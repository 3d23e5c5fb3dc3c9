// SPDX-License-Identifier: MIT OR Apache-2.0
//! Property adapters and the tweener that drives them.
//!
//! An adapter is a thin binding between a [`StepSequencer`] and one property
//! of a scene object: it supplies the initial value and step list at setup and
//! writes each emitted value back. All sequencing lives in the sequencer.

use crate::binding::{PropertyKind, SceneObject, Sink, ValueProvider};
use crate::error::ConfigurationError;
use crate::lerp::{Color, Interpolable, Vec3};
use crate::sequencer::{SequencerPhase, StepEvent, StepSequencer, StepTiming};

/// Default ping-pong scale multiplier
pub const DEFAULT_SCALE_MULTIPLIER: f32 = 1.5;

/// Loops through a list of renderer colors
#[derive(Debug, Clone, PartialEq)]
pub struct ColorSteps {
    /// Ordered color steps
    pub steps: Vec<Color>,
}

impl ColorSteps {
    /// Create a color adapter
    pub fn new(steps: impl Into<Vec<Color>>) -> Self {
        Self { steps: steps.into() }
    }
}

impl ValueProvider<Color> for ColorSteps {
    fn property(&self) -> PropertyKind {
        PropertyKind::Color
    }

    fn initial_value(&self, object: &dyn SceneObject) -> Result<Color, ConfigurationError> {
        object.color().ok_or_else(|| ConfigurationError::MissingProperty {
            object: object.name().to_string(),
            property: PropertyKind::Color,
        })
    }

    fn steps(&self, _object: &dyn SceneObject) -> Result<Vec<Color>, ConfigurationError> {
        Ok(self.steps.clone())
    }
}

impl Sink<Color> for ColorSteps {
    fn apply(&self, object: &mut dyn SceneObject, value: &Color) {
        object.set_color(*value);
    }
}

/// Loops through a list of world positions
#[derive(Debug, Clone, PartialEq)]
pub struct PositionSteps {
    /// Ordered position steps
    pub steps: Vec<Vec3>,
}

impl PositionSteps {
    /// Create a position adapter
    pub fn new(steps: impl Into<Vec<Vec3>>) -> Self {
        Self { steps: steps.into() }
    }
}

impl ValueProvider<Vec3> for PositionSteps {
    fn property(&self) -> PropertyKind {
        PropertyKind::Position
    }

    fn initial_value(&self, object: &dyn SceneObject) -> Result<Vec3, ConfigurationError> {
        Ok(object.position())
    }

    fn steps(&self, _object: &dyn SceneObject) -> Result<Vec<Vec3>, ConfigurationError> {
        Ok(self.steps.clone())
    }
}

impl Sink<Vec3> for PositionSteps {
    fn apply(&self, object: &mut dyn SceneObject, value: &Vec3) {
        object.set_position(*value);
    }
}

/// Grows the object's scale by a multiplier and back, forever
#[derive(Debug, Clone, Copy, PartialEq)]
pub struct PingPongScale {
    /// Scale factor at the peak of the ping
    pub scale_multiplier: f32,
}

impl PingPongScale {
    /// Create a ping-pong adapter
    pub fn new(scale_multiplier: f32) -> Self {
        Self { scale_multiplier }
    }
}

impl Default for PingPongScale {
    fn default() -> Self {
        Self::new(DEFAULT_SCALE_MULTIPLIER)
    }
}

impl ValueProvider<Vec3> for PingPongScale {
    fn property(&self) -> PropertyKind {
        PropertyKind::Scale
    }

    fn initial_value(&self, object: &dyn SceneObject) -> Result<Vec3, ConfigurationError> {
        Ok(object.scale())
    }

    // Derived once from the scale at setup, not per loop
    fn steps(&self, object: &dyn SceneObject) -> Result<Vec<Vec3>, ConfigurationError> {
        if !self.scale_multiplier.is_finite() {
            return Err(ConfigurationError::InvalidScaleMultiplier(self.scale_multiplier));
        }
        let scale = object.scale();
        Ok(vec![scale * self.scale_multiplier, scale])
    }
}

impl Sink<Vec3> for PingPongScale {
    fn apply(&self, object: &mut dyn SceneObject, value: &Vec3) {
        object.set_scale(*value);
    }
}

/// A sequencer bound to one property adapter
#[derive(Debug, Clone)]
pub struct Tweener<V, A> {
    adapter: A,
    sequencer: StepSequencer<V>,
}

impl<V, A> Tweener<V, A>
where
    V: Interpolable,
    A: ValueProvider<V> + Sink<V>,
{
    /// Read the initial value and steps from `object` and start sequencing
    pub fn start(adapter: A, object: &dyn SceneObject, timing: StepTiming) -> Result<Self, ConfigurationError> {
        let initial = adapter.initial_value(object)?;
        let steps = adapter.steps(object)?;
        let sequencer = StepSequencer::start(initial, steps, timing)?;
        Ok(Self { adapter, sequencer })
    }

    /// Advance one frame and write the emitted value, if any, onto `object`
    pub fn tick(&mut self, object: &mut dyn SceneObject, delta_time: f32) -> Option<StepEvent> {
        let step = self.sequencer.tick(delta_time)?;
        self.adapter.apply(object, &step.value);
        Some(step.event)
    }

    /// The bound adapter
    pub fn adapter(&self) -> &A {
        &self.adapter
    }

    /// The underlying sequencer
    pub fn sequencer(&self) -> &StepSequencer<V> {
        &self.sequencer
    }

    /// Number of loops completed since start
    pub fn loops(&self) -> u64 {
        self.sequencer.loops_completed()
    }
}

/// Type-erased tweener so different value types can share one runner
pub trait PropertyTweener {
    /// Animated property
    fn property(&self) -> PropertyKind;

    /// Advance one frame against `object`
    fn tick(&mut self, object: &mut dyn SceneObject, delta_time: f32) -> Option<StepEvent>;

    /// Number of loops completed since start
    fn loops_completed(&self) -> u64;

    /// Current sequencer phase
    fn phase(&self) -> SequencerPhase;
}

impl<V, A> PropertyTweener for Tweener<V, A>
where
    V: Interpolable,
    A: ValueProvider<V> + Sink<V>,
{
    fn property(&self) -> PropertyKind {
        self.adapter.property()
    }

    fn tick(&mut self, object: &mut dyn SceneObject, delta_time: f32) -> Option<StepEvent> {
        Tweener::tick(self, object, delta_time)
    }

    fn loops_completed(&self) -> u64 {
        self.loops()
    }

    fn phase(&self) -> SequencerPhase {
        self.sequencer.phase()
    }
}

#[cfg(test)]
mod tests {
    use super::*;
    use crate::scene::SceneEntity;

    #[test]
    fn test_color_tweener_writes_color() {
        let mut cube = SceneEntity::new("Cube").with_color(Color::BLACK);
        let adapter = ColorSteps::new([Color::WHITE, Color::RED]);
        let mut tweener = Tweener::start(adapter, &cube, StepTiming::new(1.0)).unwrap();

        assert_eq!(tweener.tick(&mut cube, 0.5), Some(StepEvent::InProgress));
        assert_eq!(cube.color, Some(Color::rgb(0.5, 0.5, 0.5)));

        assert_eq!(tweener.tick(&mut cube, 0.5), Some(StepEvent::StepCompleted));
        assert_eq!(cube.color, Some(Color::WHITE));

        tweener.tick(&mut cube, 0.5);
        assert_eq!(cube.color, Some(Color::rgb(1.0, 0.5, 0.5)));
    }

    #[test]
    fn test_color_requires_renderer() {
        let cube = SceneEntity::new("Cube");
        let result = Tweener::start(ColorSteps::new([Color::RED]), &cube, StepTiming::default());
        match result {
            Err(ConfigurationError::MissingProperty { object, property }) => {
                assert_eq!(object, "Cube");
                assert_eq!(property, PropertyKind::Color);
            }
            other => panic!("expected missing property, got {other:?}"),
        }
    }

    #[test]
    fn test_position_tweener_loops() {
        let mut sphere = SceneEntity::new("Sphere").with_position(Vec3::new(0.0, 0.0, 0.0));
        let adapter = PositionSteps::new([Vec3::new(4.0, 0.0, 0.0), Vec3::new(4.0, 4.0, 0.0)]);
        let mut tweener = Tweener::start(adapter, &sphere, StepTiming::new(2.0)).unwrap();

        tweener.tick(&mut sphere, 1.0);
        assert_eq!(sphere.transform.position, Vec3::new(2.0, 0.0, 0.0));
        tweener.tick(&mut sphere, 1.0);
        tweener.tick(&mut sphere, 1.0);
        assert_eq!(sphere.transform.position, Vec3::new(4.0, 2.0, 0.0));
        assert_eq!(tweener.tick(&mut sphere, 1.0), Some(StepEvent::LoopCompleted));
        assert_eq!(tweener.loops(), 1);

        // Second loop starts from the last step, not the initial position
        tweener.tick(&mut sphere, 1.0);
        assert_eq!(sphere.transform.position, Vec3::new(4.0, 2.0, 0.0));
    }

    #[test]
    fn test_empty_position_steps_fail() {
        let sphere = SceneEntity::new("Sphere");
        let result = Tweener::start(PositionSteps::new(Vec::new()), &sphere, StepTiming::default());
        assert!(matches!(result, Err(ConfigurationError::EmptySteps)));
    }

    #[test]
    fn test_ping_pong_starts_from_scale() {
        let mut ball = SceneEntity::new("Ball")
            .with_position(Vec3::new(9.0, 9.0, 9.0))
            .with_scale(Vec3::new(2.0, 2.0, 2.0));
        let mut tweener = Tweener::start(PingPongScale::default(), &ball, StepTiming::new(1.0)).unwrap();

        let sequencer = tweener.sequencer();
        assert_eq!(*sequencer.initial_value(), Vec3::new(2.0, 2.0, 2.0));
        assert_eq!(sequencer.steps(), &[Vec3::new(3.0, 3.0, 3.0), Vec3::new(2.0, 2.0, 2.0)]);

        tweener.tick(&mut ball, 0.5);
        assert_eq!(ball.transform.scale, Vec3::new(2.5, 2.5, 2.5));
        assert_eq!(ball.transform.position, Vec3::new(9.0, 9.0, 9.0));

        tweener.tick(&mut ball, 0.5);
        assert_eq!(ball.transform.scale, Vec3::new(3.0, 3.0, 3.0));
        assert_eq!(tweener.tick(&mut ball, 1.0), Some(StepEvent::LoopCompleted));
        assert_eq!(ball.transform.scale, Vec3::new(2.0, 2.0, 2.0));
    }

    #[test]
    fn test_ping_pong_rejects_bad_multiplier() {
        let ball = SceneEntity::new("Ball");
        let result = Tweener::start(PingPongScale::new(f32::NAN), &ball, StepTiming::default());
        assert!(matches!(result, Err(ConfigurationError::InvalidScaleMultiplier(_))));
    }

    #[test]
    fn test_paused_tweener_leaves_object_alone() {
        let mut ball = SceneEntity::new("Ball");
        let timing = StepTiming::new(1.0).with_pause(2.0);
        let mut tweener = Tweener::start(PingPongScale::new(2.0), &ball, timing).unwrap();

        tweener.tick(&mut ball, 1.0);
        tweener.tick(&mut ball, 1.0);
        assert_eq!(tweener.loops(), 1);
        assert!(tweener.sequencer().is_paused());

        ball.transform.scale = Vec3::new(7.0, 7.0, 7.0);
        assert_eq!(tweener.tick(&mut ball, 1.0), None);
        assert_eq!(ball.transform.scale, Vec3::new(7.0, 7.0, 7.0));

        // The resuming tick carries a full step of time
        assert_eq!(tweener.tick(&mut ball, 1.0), Some(StepEvent::StepCompleted));
        assert_eq!(ball.transform.scale, Vec3::new(2.0, 2.0, 2.0));
    }

    #[test]
    fn test_adapters_share_sequencing() {
        let mut object = SceneEntity::new("Both").with_color(Color::BLACK);
        let timing = StepTiming::new(0.5).with_pause(0.25);
        let mut tweeners: Vec<Box<dyn PropertyTweener>> = vec![
            Box::new(Tweener::start(ColorSteps::new([Color::RED, Color::BLUE]), &object, timing).unwrap()),
            Box::new(
                Tweener::start(
                    PositionSteps::new([Vec3::ONE, Vec3::ZERO]),
                    &object,
                    timing,
                )
                .unwrap(),
            ),
            Box::new(Tweener::start(PingPongScale::default(), &object, timing).unwrap()),
        ];

        for frame in 0..50 {
            let delta = if frame % 4 == 0 { 0.25 } else { 0.125 };
            let events: Vec<_> = tweeners
                .iter_mut()
                .map(|t| t.tick(&mut object, delta))
                .collect();
            assert!(events.windows(2).all(|w| w[0] == w[1]));
        }
        assert!(tweeners.iter().all(|t| t.loops_completed() == tweeners[0].loops_completed()));
        assert!(tweeners[0].loops_completed() > 0);
    }
}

□ □ □ □ □ □ □

#### [Required action]
Going back over the entries above, copy word for word every line from the one that has "MIT OR Apache-2.0" on through the one that has "a color adapter".

#### [Exercise answer]
// SPDX-License-Identifier: MIT OR Apache-2.0
//! Property adapters and the tweener that drives them.
//!
//! An adapter is a thin binding between a [`StepSequencer`] and one property
//! of a scene object: it supplies the initial value and step list at setup and
//! writes each emitted value back. All sequencing lives in the sequencer.

use crate::binding::{PropertyKind, SceneObject, Sink, ValueProvider};
use crate::error::ConfigurationError;
use crate::lerp::{Color, Interpolable, Vec3};
use crate::sequencer::{SequencerPhase, StepEvent, StepSequencer, StepTiming};

/// Default ping-pong scale multiplier
pub const DEFAULT_SCALE_MULTIPLIER: f32 = 1.5;

/// Loops through a list of renderer colors
#[derive(Debug, Clone, PartialEq)]
pub struct ColorSteps {
    /// Ordered color steps
    pub steps: Vec<Color>,
}

impl ColorSteps {
    /// Create a color adapter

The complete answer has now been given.